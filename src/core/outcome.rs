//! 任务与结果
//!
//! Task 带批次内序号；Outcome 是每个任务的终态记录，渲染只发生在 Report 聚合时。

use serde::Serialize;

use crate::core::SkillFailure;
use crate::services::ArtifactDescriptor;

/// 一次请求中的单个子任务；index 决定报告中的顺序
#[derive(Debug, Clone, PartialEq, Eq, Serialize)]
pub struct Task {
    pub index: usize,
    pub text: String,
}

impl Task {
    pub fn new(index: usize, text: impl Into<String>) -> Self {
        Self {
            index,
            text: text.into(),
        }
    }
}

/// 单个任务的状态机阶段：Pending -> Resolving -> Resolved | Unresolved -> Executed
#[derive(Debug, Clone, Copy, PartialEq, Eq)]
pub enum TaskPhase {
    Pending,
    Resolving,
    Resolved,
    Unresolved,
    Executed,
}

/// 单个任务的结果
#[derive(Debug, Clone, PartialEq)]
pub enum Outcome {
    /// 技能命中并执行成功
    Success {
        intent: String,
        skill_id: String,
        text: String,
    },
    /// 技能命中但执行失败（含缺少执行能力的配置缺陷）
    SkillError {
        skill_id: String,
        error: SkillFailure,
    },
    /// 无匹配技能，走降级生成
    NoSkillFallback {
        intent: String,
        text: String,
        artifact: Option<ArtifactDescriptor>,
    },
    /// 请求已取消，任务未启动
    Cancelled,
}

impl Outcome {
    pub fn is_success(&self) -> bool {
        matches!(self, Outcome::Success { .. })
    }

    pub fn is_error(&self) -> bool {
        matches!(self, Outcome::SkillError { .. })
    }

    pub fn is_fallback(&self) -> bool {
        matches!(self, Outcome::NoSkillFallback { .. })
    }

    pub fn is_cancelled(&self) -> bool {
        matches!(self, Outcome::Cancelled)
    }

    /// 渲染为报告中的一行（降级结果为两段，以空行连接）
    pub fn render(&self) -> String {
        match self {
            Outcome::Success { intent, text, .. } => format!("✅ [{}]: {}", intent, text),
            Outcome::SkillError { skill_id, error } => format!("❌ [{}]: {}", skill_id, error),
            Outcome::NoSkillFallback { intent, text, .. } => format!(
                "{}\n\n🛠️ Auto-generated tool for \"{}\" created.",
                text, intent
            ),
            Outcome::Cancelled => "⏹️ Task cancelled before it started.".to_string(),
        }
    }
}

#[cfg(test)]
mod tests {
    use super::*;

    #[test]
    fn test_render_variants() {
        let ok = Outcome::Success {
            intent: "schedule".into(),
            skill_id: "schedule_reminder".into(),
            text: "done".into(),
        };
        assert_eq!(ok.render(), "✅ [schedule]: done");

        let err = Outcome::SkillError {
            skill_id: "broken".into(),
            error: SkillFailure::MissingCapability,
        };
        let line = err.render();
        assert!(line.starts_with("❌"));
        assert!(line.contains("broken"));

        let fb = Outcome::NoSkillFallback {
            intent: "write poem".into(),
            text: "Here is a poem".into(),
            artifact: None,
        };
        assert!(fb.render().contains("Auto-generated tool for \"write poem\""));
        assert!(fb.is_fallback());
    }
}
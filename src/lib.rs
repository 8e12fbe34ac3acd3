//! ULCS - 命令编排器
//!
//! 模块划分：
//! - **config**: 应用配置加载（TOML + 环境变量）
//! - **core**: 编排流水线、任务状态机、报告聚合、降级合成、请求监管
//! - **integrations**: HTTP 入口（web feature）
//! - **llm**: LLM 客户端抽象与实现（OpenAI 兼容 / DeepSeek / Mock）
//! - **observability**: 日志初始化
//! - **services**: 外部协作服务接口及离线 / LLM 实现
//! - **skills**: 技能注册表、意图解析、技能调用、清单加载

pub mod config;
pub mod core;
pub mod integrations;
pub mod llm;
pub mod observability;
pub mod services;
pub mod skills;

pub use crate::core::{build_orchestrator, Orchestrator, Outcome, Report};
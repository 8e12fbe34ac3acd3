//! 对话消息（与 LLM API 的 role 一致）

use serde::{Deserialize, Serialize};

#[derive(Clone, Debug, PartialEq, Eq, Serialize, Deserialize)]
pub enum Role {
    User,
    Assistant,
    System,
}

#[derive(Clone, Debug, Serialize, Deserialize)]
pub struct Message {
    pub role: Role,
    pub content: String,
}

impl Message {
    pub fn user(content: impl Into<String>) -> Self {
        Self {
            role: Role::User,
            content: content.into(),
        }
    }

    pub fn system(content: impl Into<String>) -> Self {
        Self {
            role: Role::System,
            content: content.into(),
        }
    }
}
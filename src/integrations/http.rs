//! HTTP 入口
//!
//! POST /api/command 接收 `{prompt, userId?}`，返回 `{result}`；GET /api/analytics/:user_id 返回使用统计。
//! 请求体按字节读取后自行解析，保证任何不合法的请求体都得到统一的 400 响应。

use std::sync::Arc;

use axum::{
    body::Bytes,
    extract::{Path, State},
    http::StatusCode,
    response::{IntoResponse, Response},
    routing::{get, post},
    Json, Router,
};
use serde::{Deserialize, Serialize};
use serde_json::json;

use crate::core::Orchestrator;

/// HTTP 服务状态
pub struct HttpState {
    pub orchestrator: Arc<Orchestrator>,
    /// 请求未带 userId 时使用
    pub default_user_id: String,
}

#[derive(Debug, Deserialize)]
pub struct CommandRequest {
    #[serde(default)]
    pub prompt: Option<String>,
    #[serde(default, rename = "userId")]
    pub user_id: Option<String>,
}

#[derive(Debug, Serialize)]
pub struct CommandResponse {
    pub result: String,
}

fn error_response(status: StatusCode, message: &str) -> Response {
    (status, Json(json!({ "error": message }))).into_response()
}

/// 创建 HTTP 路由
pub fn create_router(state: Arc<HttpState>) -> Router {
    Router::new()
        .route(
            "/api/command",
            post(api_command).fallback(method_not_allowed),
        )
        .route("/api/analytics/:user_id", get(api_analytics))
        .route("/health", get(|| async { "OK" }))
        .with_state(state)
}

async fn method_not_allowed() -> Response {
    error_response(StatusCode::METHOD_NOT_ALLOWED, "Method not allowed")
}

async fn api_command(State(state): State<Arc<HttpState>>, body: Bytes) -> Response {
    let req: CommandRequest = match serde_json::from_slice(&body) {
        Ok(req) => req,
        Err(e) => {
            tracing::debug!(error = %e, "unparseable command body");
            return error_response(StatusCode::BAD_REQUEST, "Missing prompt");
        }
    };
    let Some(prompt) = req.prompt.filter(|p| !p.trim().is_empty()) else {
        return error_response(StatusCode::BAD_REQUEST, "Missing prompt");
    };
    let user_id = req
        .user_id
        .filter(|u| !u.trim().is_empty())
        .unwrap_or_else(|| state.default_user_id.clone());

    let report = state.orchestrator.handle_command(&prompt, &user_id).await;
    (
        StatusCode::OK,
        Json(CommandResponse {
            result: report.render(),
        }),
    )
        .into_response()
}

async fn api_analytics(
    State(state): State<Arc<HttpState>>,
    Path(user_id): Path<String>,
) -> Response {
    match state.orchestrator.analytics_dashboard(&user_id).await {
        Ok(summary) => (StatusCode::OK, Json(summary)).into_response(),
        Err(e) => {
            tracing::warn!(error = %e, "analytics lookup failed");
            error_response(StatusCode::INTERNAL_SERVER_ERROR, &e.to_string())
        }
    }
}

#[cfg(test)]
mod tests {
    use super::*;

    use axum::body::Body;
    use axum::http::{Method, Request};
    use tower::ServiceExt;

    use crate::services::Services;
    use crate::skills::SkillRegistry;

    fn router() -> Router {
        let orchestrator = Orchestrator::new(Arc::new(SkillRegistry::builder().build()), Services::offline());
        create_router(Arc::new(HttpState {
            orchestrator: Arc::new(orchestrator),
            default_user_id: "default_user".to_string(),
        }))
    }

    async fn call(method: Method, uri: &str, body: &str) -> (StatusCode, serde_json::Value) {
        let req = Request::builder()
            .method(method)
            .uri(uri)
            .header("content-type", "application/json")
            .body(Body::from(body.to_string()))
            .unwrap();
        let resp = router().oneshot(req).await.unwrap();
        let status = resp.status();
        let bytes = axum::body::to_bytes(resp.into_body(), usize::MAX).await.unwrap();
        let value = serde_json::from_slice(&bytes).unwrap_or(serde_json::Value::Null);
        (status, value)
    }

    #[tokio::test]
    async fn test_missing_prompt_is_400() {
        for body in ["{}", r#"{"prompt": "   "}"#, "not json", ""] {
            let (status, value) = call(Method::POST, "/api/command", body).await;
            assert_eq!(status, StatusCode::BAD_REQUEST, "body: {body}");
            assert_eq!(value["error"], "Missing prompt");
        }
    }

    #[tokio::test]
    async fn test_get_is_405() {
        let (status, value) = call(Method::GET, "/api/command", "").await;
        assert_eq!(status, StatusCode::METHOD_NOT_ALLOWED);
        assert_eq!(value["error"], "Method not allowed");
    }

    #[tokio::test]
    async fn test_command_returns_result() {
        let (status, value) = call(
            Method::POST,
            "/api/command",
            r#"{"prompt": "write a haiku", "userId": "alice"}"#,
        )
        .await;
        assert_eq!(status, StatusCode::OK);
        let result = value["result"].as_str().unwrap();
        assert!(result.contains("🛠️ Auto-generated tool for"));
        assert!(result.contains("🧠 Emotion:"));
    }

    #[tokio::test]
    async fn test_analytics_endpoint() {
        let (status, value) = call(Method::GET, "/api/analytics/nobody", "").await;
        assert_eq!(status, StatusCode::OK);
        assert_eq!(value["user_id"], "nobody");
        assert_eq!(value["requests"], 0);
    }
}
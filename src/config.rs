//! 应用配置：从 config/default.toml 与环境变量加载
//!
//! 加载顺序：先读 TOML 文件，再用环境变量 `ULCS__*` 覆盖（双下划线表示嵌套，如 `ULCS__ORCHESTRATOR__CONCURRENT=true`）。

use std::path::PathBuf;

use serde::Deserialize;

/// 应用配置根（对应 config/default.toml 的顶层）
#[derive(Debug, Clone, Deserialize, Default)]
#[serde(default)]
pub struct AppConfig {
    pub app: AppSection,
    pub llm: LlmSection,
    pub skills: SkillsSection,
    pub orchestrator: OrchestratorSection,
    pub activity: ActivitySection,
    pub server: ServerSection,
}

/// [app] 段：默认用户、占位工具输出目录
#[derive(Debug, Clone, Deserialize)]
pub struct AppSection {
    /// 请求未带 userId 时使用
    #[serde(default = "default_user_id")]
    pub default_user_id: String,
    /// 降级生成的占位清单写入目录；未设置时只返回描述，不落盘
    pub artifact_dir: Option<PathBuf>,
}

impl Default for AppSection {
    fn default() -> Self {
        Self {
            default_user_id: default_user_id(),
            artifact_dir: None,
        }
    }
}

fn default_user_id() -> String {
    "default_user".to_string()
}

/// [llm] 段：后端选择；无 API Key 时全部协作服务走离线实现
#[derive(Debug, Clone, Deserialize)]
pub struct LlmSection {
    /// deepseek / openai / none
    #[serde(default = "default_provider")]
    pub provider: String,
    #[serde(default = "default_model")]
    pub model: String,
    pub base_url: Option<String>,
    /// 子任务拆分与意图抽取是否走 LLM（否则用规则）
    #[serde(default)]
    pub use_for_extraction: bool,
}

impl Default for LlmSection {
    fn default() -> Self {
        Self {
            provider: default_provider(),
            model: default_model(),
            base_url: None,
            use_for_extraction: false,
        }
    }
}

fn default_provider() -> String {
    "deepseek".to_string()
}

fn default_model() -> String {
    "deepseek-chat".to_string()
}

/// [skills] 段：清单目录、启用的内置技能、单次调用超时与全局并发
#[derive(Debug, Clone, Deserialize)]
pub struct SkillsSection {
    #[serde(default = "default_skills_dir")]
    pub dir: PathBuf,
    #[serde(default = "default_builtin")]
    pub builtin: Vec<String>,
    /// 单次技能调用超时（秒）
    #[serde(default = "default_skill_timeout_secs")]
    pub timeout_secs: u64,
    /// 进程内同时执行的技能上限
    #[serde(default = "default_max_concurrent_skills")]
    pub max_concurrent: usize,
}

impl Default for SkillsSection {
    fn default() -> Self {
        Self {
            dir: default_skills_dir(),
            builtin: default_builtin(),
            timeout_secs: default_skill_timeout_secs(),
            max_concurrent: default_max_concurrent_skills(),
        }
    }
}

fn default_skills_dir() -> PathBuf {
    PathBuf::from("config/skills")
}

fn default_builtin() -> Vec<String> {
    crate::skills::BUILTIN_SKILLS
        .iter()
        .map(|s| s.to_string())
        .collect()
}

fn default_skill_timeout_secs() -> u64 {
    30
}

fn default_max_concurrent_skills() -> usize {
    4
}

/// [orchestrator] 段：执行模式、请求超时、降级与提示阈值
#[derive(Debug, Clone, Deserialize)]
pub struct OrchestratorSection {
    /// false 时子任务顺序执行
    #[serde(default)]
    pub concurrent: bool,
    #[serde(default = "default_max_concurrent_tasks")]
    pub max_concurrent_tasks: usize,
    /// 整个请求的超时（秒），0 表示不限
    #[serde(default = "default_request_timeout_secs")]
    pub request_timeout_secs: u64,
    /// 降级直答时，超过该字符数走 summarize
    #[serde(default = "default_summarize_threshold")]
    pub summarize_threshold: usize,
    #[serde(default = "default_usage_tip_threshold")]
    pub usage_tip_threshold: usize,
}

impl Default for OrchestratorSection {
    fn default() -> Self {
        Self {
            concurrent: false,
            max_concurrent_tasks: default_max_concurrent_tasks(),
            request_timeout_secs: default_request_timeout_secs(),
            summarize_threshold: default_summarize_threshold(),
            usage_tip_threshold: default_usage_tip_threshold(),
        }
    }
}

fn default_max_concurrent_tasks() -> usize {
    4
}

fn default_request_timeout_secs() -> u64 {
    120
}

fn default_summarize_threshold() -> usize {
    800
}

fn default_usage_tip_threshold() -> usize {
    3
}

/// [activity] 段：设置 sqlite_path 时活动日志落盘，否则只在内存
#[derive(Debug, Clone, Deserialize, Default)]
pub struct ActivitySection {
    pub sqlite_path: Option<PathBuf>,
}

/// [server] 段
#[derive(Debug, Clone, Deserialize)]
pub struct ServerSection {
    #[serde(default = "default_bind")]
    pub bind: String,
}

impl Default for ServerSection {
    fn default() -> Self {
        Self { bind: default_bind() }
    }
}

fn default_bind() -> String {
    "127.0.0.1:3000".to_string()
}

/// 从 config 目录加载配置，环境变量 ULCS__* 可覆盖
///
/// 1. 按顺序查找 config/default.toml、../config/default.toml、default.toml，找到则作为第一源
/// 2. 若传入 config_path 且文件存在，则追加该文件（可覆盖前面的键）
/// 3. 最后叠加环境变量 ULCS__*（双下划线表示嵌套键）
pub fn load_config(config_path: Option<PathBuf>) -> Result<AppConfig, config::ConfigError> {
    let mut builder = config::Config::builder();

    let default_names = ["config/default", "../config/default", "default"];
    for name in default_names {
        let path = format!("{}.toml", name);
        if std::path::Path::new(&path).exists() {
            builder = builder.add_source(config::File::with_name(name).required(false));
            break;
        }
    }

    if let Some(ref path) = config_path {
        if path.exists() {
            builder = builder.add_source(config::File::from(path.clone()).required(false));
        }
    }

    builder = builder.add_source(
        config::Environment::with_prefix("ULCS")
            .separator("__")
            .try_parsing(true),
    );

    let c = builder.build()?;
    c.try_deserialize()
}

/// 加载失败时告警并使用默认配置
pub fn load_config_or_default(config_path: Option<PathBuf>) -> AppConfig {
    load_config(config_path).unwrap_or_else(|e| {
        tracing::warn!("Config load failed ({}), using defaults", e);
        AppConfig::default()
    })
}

################

▸ **Task goal**:
Take the lines above from the first through the one containing "pub fn is_success(&self)" and reproduce them exactly; include nothing else.

▸ **Result below**:
filename src/core/outcome.rs
//! 任务与结果
//!
//! Task 带批次内序号；Outcome 是每个任务的终态记录，渲染只发生在 Report 聚合时。

use serde::Serialize;

use crate::core::SkillFailure;
use crate::services::ArtifactDescriptor;

/// 一次请求中的单个子任务；index 决定报告中的顺序
#[derive(Debug, Clone, PartialEq, Eq, Serialize)]
pub struct Task {
    pub index: usize,
    pub text: String,
}

impl Task {
    pub fn new(index: usize, text: impl Into<String>) -> Self {
        Self {
            index,
            text: text.into(),
        }
    }
}

/// 单个任务的状态机阶段：Pending -> Resolving -> Resolved | Unresolved -> Executed
#[derive(Debug, Clone, Copy, PartialEq, Eq)]
pub enum TaskPhase {
    Pending,
    Resolving,
    Resolved,
    Unresolved,
    Executed,
}

/// 单个任务的结果
#[derive(Debug, Clone, PartialEq)]
pub enum Outcome {
    /// 技能命中并执行成功
    Success {
        intent: String,
        skill_id: String,
        text: String,
    },
    /// 技能命中但执行失败（含缺少执行能力的配置缺陷）
    SkillError {
        skill_id: String,
        error: SkillFailure,
    },
    /// 无匹配技能，走降级生成
    NoSkillFallback {
        intent: String,
        text: String,
        artifact: Option<ArtifactDescriptor>,
    },
    /// 请求已取消，任务未启动
    Cancelled,
}

impl Outcome {
    pub fn is_success(&self) -> bool {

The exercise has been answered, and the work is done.